Introduction to a plan for “The Establishment of Community Banks by Local Government”. 4/23/09
A plan is herewith presented whereby local governments will start Narrow, State-Chartered, Community Banks and specialize in giving 4% mortgage loans.
Banking (like wars) is one of the few things the people can’t efficiently do on their own.
Please note: this plan does not have to be implemented all-at-once. It can be started with one trial bank. How about starting it at one bank in Washington D.C.?
A glossary follows the plan — it is intended to define all the words that may be new to the reader.
An introductory note of historical importance that emphasizes the importance and power of leverage.
… “Give me a lever long enough and a fulcrum on which to place it, and I shall move the world.” … Archimedes / (this plan uses the leverage inherent in Fractional Reserve Banking)
GOALS — The goals of this plan are to solve our current Home Mortgage, Money and Banking problems by providing 4% home mortgages to the American Public
ABSTRACT — Give communities a State-chartered Narrow Bank operating under existing law, including Fractional Reserve Banking and a place to sit and they will create all the money this country can use to support affordable housing through 4% mortgage loans.

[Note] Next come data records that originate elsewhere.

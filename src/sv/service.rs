use crate::sv::status::{StatusRecord, SvStatus, Timestamp, Want};
use nix::unistd::Pid;

/// Which supervised program a slot holds.
#[derive(Debug, Clone, Copy, PartialEq, Eq, Hash)]
pub enum Role {
    Main,
    Log,
}

impl Role {
    pub fn as_str(&self) -> &'static str {
        match self {
            Role::Main => "main",
            Role::Log => "log",
        }
    }
}

impl std::fmt::Display for Role {
    fn fmt(&self, f: &mut std::fmt::Formatter<'_>) -> std::fmt::Result {
        f.write_str(self.as_str())
    }
}

/// Desired and actual state of one supervised role.
#[derive(Debug, Clone)]
pub struct ServiceSlot {
    pub role: Role,
    pub pid: Option<Pid>,
    pub status: SvStatus,
    /// Restart whenever the process exits.
    pub want_persistent: bool,
    /// Desired direction; only meaningful together with `want_persistent`.
    pub want_up: bool,
    pub paused: bool,
    pub last_change: Timestamp,
    /// The stop script already ran in this stop cycle.
    pub ran_stop: bool,
}

impl ServiceSlot {
    pub fn new(role: Role, want_up: bool) -> Self {
        Self {
            role,
            pid: None,
            status: SvStatus::Stopped,
            want_persistent: true,
            want_up,
            paused: false,
            last_change: Timestamp::now(),
            ran_stop: false,
        }
    }

    pub fn is_running(&self) -> bool {
        self.pid.is_some()
    }

    /// Persistent and up: restart on every exit.
    pub fn wanted_up(&self) -> bool {
        self.want_persistent && self.want_up
    }

    pub fn record(&self) -> StatusRecord {
        StatusRecord {
            since: self.last_change,
            pid: self.pid.map(|p| p.as_raw() as u32).unwrap_or(0),
            paused: self.pid.is_some() && self.paused,
            want: self.want_persistent.then_some(if self.want_up {
                Want::Up
            } else {
                Want::Down
            }),
            status: self.status,
        }
    }
}
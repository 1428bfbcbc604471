use std::process::ExitCode;

fn main() -> ExitCode {
    match supervise::sv::svctl_cli::run() {
        Ok(()) => ExitCode::SUCCESS,
        Err(e) => {
            eprintln!("svctl: {e:#}");
            ExitCode::FAILURE
        }
    }
}
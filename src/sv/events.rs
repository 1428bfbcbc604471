use crate::sv::service::Role;
use tracing_subscriber::EnvFilter;

/// Environment variable holding a tracing filter (e.g. `debug`, `supervise=trace`).
pub const LOG_ENV: &str = "SUPERVISE_LOG";

/// Install the stderr subscriber. `SUPERVISE_LOG` wins over the configured level.
pub fn init_tracing(default_level: &str) {
    let filter = EnvFilter::try_from_env(LOG_ENV)
        .or_else(|_| EnvFilter::try_new(default_level))
        .unwrap_or_else(|_| EnvFilter::new("info"));
    let _ = tracing_subscriber::fmt()
        .with_env_filter(filter)
        .with_writer(std::io::stderr)
        .with_target(false)
        .try_init();
}

/// One line of the supervisor's event log.
pub(crate) fn sv_event(component: &str, role: Option<Role>, msg: impl AsRef<str>) {
    match role {
        Some(r) => tracing::info!(component, service = r.as_str(), "{}", msg.as_ref()),
        None => tracing::info!(component, "{}", msg.as_ref()),
    }
}
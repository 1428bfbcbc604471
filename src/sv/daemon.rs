use crate::sv::build_info;
use crate::sv::channels::{self, ControlFifo};
use crate::sv::config::{supervisedir_from_env, SuperviseConfig};
use crate::sv::event_loop::{self, Wakeups};
use crate::sv::events::sv_event;
use crate::sv::launcher::UnixLauncher;
use crate::sv::supervisor::{Supervisor, SupervisorOptions};
use crate::sv::svdir::{self, FsServiceDir, ServiceDir};
use anyhow::Context;
use nix::fcntl::OFlag;
use std::path::Path;

/// Supervise `dir` until told to exit. Every error returned here is fatal.
pub async fn run_supervise_async(dir: &Path, cfg: SuperviseConfig) -> anyhow::Result<()> {
    std::env::set_current_dir(dir).with_context(|| format!("unable to chdir to {}", dir.display()))?;
    let abs_dir = std::env::current_dir()
        .with_context(|| format!("unable to setup control path for {}", dir.display()))?;
    let control = cfg.control_path(&abs_dir, supervisedir_from_env().as_deref());

    channels::create_control_dir(&control)?;
    let _lock = channels::acquire_lock(&control)?;

    let svc = FsServiceDir::default();
    let orphanage = svc.exists(svdir::ORPHANAGE).unwrap_or(true);
    if orphanage {
        set_subreaper()?;
    }

    let log_pipe = if matches!(svc.is_executable(svdir::LOG), Ok(true)) {
        let pipe = nix::unistd::pipe2(OFlag::O_CLOEXEC)
            .with_context(|| format!("unable to create pipe for {}", dir.display()))?;
        anyhow::ensure!(!orphanage, "orphanage and log are mutually exclusive");
        Some(pipe)
    } else {
        None
    };

    let down = svc
        .exists(svdir::DOWN)
        .with_context(|| format!("unable to stat {}/down", dir.display()))?;

    let status = channels::open_status(&control)?;
    let fifo = ControlFifo::open(&control)?;

    let opts = SupervisorOptions {
        has_log: log_pipe.is_some(),
        orphanage,
        down,
        timing: cfg.timing(),
    };
    let launcher = UnixLauncher::new(dir.display().to_string(), log_pipe);
    let mut sv = Supervisor::new(launcher, svc, Box::new(status), opts);
    sv.announce();

    let _ok = channels::open_ok(&control)?;
    let mut wakeups = Wakeups::install()?;

    sv_event(
        "boot",
        None,
        format!(
            "{} dir={} control={} log={} orphanage={orphanage} down={down}",
            build_info::banner(),
            abs_dir.display(),
            control.display(),
            sv.has_log(),
        ),
    );

    sv.start_initial();
    event_loop::run(&mut sv, &fifo, &mut wakeups, cfg.timing().wait_deadline).await;
    sv.announce();
    sv_event("shutdown", None, "all services down; exiting");
    Ok(())
}

#[cfg(target_os = "linux")]
fn set_subreaper() -> anyhow::Result<()> {
    nix::sys::prctl::set_child_subreaper(true).context("could not set subreaper attribute")
}

#[cfg(not(target_os = "linux"))]
fn set_subreaper() -> anyhow::Result<()> {
    anyhow::bail!("could not set subreaper attribute: unsupported on this platform")
}
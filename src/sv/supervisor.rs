use crate::sv::config::Timing;
use crate::sv::events::sv_event;
use crate::sv::launcher::{LaunchError, LaunchSpec, ProcessOps, Wiring};
use crate::sv::notify::{notify_spec, Event};
use crate::sv::service::{Role, ServiceSlot};
use crate::sv::status::{self, StatusRecord, StatusSink, SvStatus, Timestamp};
use crate::sv::svdir::{self, ServiceDir};
use nix::sys::signal::Signal;
use nix::unistd::Pid;

/// How a child ended.
#[derive(Debug, Clone, Copy, PartialEq, Eq)]
pub enum Exit {
    Code(i32),
    Signal(Signal),
}

impl Exit {
    pub fn crashed(&self) -> bool {
        matches!(self, Exit::Signal(_))
    }
}

/// Startup facts about the service directory.
#[derive(Debug, Clone, Copy)]
pub struct SupervisorOptions {
    /// An executable `log` was found and its pipe exists.
    pub has_log: bool,
    /// `orphanage` was present and the subreaper attribute is set.
    pub orphanage: bool,
    /// `down` was present: neither slot is started automatically.
    pub down: bool,
    pub timing: Timing,
}

/// The per-directory supervisor: both slots, the process-wide flags and the OS seams.
///
/// Every operation runs to completion on the caller's thread; the only suspension
/// points are the deliberate pauses delegated to [`ProcessOps::pause`].
pub struct Supervisor<P: ProcessOps, D: ServiceDir> {
    pub(crate) ops: P,
    pub(crate) dir: D,
    status_out: Box<dyn StatusSink>,
    pub(crate) main: ServiceSlot,
    pub(crate) log: ServiceSlot,
    pub(crate) has_log: bool,
    pub(crate) orphanage: bool,
    pub(crate) exiting: bool,
    pub(crate) first_run: bool,
    /// Script last launched for main; names main in notify calls.
    pub(crate) main_script: &'static str,
    /// Exit of the main leader while its group lives on as an orphanage.
    pub(crate) orphan_exit: Option<Exit>,
    /// Slot whose launch failed at fork time and should be tried again.
    pub(crate) retry: Option<Role>,
    pub(crate) timing: Timing,
}

impl<P: ProcessOps, D: ServiceDir> Supervisor<P, D> {
    pub fn new(ops: P, dir: D, status_out: Box<dyn StatusSink>, opts: SupervisorOptions) -> Self {
        Self {
            ops,
            dir,
            status_out,
            main: ServiceSlot::new(Role::Main, !opts.down),
            log: ServiceSlot::new(Role::Log, opts.has_log && !opts.down),
            has_log: opts.has_log,
            orphanage: opts.orphanage,
            exiting: false,
            first_run: true,
            main_script: svdir::RUN,
            orphan_exit: None,
            retry: None,
            timing: opts.timing,
        }
    }

    pub fn slot(&self, role: Role) -> &ServiceSlot {
        match role {
            Role::Main => &self.main,
            Role::Log => &self.log,
        }
    }

    pub(crate) fn slot_mut(&mut self, role: Role) -> &mut ServiceSlot {
        match role {
            Role::Main => &mut self.main,
            Role::Log => &mut self.log,
        }
    }

    pub fn is_exiting(&self) -> bool {
        self.exiting
    }

    pub fn has_log(&self) -> bool {
        self.has_log
    }

    /// Exit requested and nothing left alive in either slot.
    pub fn finished(&self) -> bool {
        self.exiting && self.main.pid.is_none() && self.log.pid.is_none()
    }

    pub fn retry_pending(&self) -> bool {
        self.retry.is_some()
    }

    pub fn records(&self) -> Vec<StatusRecord> {
        let mut out = vec![self.main.record()];
        if self.has_log {
            out.push(self.log.record());
        }
        out
    }

    /// Rewrite the status snapshot.
    pub fn announce(&mut self) {
        let records = self.records();
        status::publish(self.status_out.as_mut(), &records);
    }

    /// Stamp a transition, tell `./notify` about it when present, and publish.
    pub(crate) fn pid_change(&mut self, role: Role, event: Option<Event>, code: i32, pid: Option<Pid>) {
        self.slot_mut(role).last_change = Timestamp::now();
        if let Some(event) = event {
            if matches!(self.dir.is_executable(svdir::NOTIFY), Ok(true)) {
                let name = match role {
                    Role::Log => svdir::LOG,
                    Role::Main => self.main_script,
                };
                let spec = notify_spec(name, event, pid, code, self.new_session());
                let _ = self.launch(None, &spec);
            }
        }
        self.announce();
    }

    fn new_session(&self) -> bool {
        matches!(self.dir.exists(svdir::NO_SETSID), Ok(false))
    }

    /// Fork and exec `spec`, attributing the child to `role` when given.
    ///
    /// A fork failure stalls the whole process for the backoff delay and marks the
    /// slot for a retry on a later iteration.
    pub(crate) fn launch(&mut self, role: Option<Role>, spec: &LaunchSpec) -> Result<Pid, LaunchError> {
        match self.ops.spawn(spec) {
            Ok(pid) => {
                if let Some(role) = role {
                    let slot = self.slot_mut(role);
                    slot.pid = Some(pid);
                    slot.paused = false;
                }
                Ok(pid)
            }
            Err(e @ LaunchError::Fork(_)) => {
                tracing::warn!(
                    err = %e,
                    backoff_ms = self.timing.fork_backoff.as_millis() as u64,
                    "unable to fork for {}, sleeping",
                    spec.argv.first().map(String::as_str).unwrap_or("?")
                );
                self.ops.pause(self.timing.fork_backoff);
                if role.is_some() {
                    self.retry = role;
                }
                Err(e)
            }
            Err(e) => {
                tracing::warn!(err = %e, "unable to launch {:?}", spec.argv);
                Err(e)
            }
        }
    }

    fn script_spec(&self, script: &str, wiring: Wiring) -> LaunchSpec {
        LaunchSpec {
            argv: vec![format!("./{script}")],
            wiring,
            new_session: self.new_session(),
        }
    }

    pub fn try_start(&mut self, role: Role) {
        let spec = match role {
            Role::Log => {
                self.log.status = SvStatus::Running;
                self.script_spec(svdir::LOG, Wiring::PipeFromStdin)
            }
            Role::Main => {
                if self.first_run && matches!(self.dir.is_executable(svdir::START), Ok(false)) {
                    self.first_run = false;
                }
                if !self.first_run && matches!(self.dir.exists(svdir::RUN), Ok(false)) {
                    // Nothing to supervise: inert by intent.
                    self.main.want_persistent = false;
                    self.main.status = SvStatus::Started;
                    sv_event("start", Some(role), "no run script; marked started");
                    self.announce();
                    return;
                }
                let (script, status) = if self.first_run {
                    (svdir::START, SvStatus::Starting)
                } else {
                    (svdir::RUN, SvStatus::Running)
                };
                self.main_script = script;
                self.main.status = status;
                self.script_spec(script, Wiring::PipeToStdout)
            }
        };
        let Ok(pid) = self.launch(Some(role), &spec) else {
            return;
        };
        sv_event("start", Some(role), format!("pid={pid} argv0={}", spec.argv[0]));
        self.pid_change(role, Some(Event::Start), 0, Some(pid));
        self.ops.pause(self.timing.spawn_throttle);
    }

    pub fn try_stop(&mut self, role: Role) {
        let stop_script = role == Role::Main
            && !self.slot(role).ran_stop
            && matches!(self.dir.is_executable(svdir::STOP), Ok(true));
        if !stop_script {
            let slot = self.slot_mut(role);
            slot.ran_stop = true;
            slot.status = SvStatus::Stopped;
            self.announce();
            return;
        }
        self.main_script = svdir::STOP;
        let spec = self.script_spec(svdir::STOP, Wiring::PipeToStdout);
        let Ok(pid) = self.launch(Some(Role::Main), &spec) else {
            return;
        };
        self.main.ran_stop = true;
        sv_event("stop", Some(role), format!("pid={pid} argv0=./stop"));
        self.pid_change(role, Some(Event::Stop), 0, Some(pid));
        self.ops.pause(self.timing.spawn_throttle);
    }

    /// Deliver `sig` to the slot's process, or its group when `group` is set.
    /// An orphaned main only has a group left to address.
    pub fn kill_target(&mut self, role: Role, group: bool, sig: Signal) {
        let slot = self.slot(role);
        let Some(pid) = slot.pid else {
            return;
        };
        if slot.status == SvStatus::Orphaned && !group {
            return;
        }
        if let Err(e) = self.ops.signal(pid, group, sig) {
            tracing::debug!(service = role.as_str(), %pid, ?sig, group, err = %e, "signal delivery failed");
        }
    }

    /// TERM then CONT, so a paused process wakes up to die.
    pub fn stop_now(&mut self, role: Role, group: bool) {
        self.kill_target(role, group, Signal::SIGTERM);
        self.kill_target(role, group, Signal::SIGCONT);
        let slot = self.slot_mut(role);
        slot.paused = false;
        slot.status = SvStatus::Stopping;
        slot.ran_stop = false;
    }

    /// Initial starts, log first so main's output has a reader.
    pub fn start_initial(&mut self) {
        if self.has_log && (!self.log.want_persistent || self.log.want_up) {
            self.try_start(Role::Log);
        }
        if !self.main.want_persistent || self.main.want_up {
            self.try_start(Role::Main);
        }
    }

    /// The control FIFO was unlinked: kill both process groups outright and exit.
    pub fn force_exit(&mut self) {
        for role in [Role::Main, Role::Log] {
            if let Some(pid) = self.slot(role).pid {
                let _ = self.ops.signal(pid, true, Signal::SIGKILL);
            }
        }
        if !self.exiting {
            sv_event("control", None, "control fifo removed; killing all and exiting");
        }
        self.exiting = true;
    }

    /// Once main is fully stopped during exit, take the log service down too.
    pub fn stop_log_if_main_done(&mut self) {
        if self.exiting
            && self.main.status == SvStatus::Stopped
            && matches!(self.log.status, SvStatus::Running | SvStatus::Started)
        {
            self.stop_now(Role::Log, false);
        }
    }
}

The Community Banking Plan — How to easily solve our Home Mortgage, Money and Banking problems
1. This plan provides for the establishment of 4,000 Community banks (Bank) — one in each community-area of about 75,000 people. Each Bank will sign a contract with the State for a State Charter that will spell out, in detail, what that Bank will be doing. For the most part, at the beginning of this program all Banks will focus on placing 4% / 30-year mortgages on single-family, owner-occupied homes wherein the owners have put down 20% of the purchase price as a down payment and have sufficient verified income such that the mortgage payment will not exceed a to-be determined percentage of that verified income (probably between 20 and 30%).
2. All levels of government will be involved in this plan in a very simple arrangement that will thereby serve to naturally provide the checks and balances that are inherent in the Constitution. Those checks and balances are missing from our existing banking system that is essentially run by the Federal Reserve System that is outside any of the branches of government established by the Constitution.
3. Participants in the new Money and Banking system and what they will do:
(a) Legislative Branch of the Federal Government: Will pass laws telling how the money and banking system will operate
(b) Executive Branch of the Federal Government: Will manage the money and banking system in accordance with laws passed by Congress.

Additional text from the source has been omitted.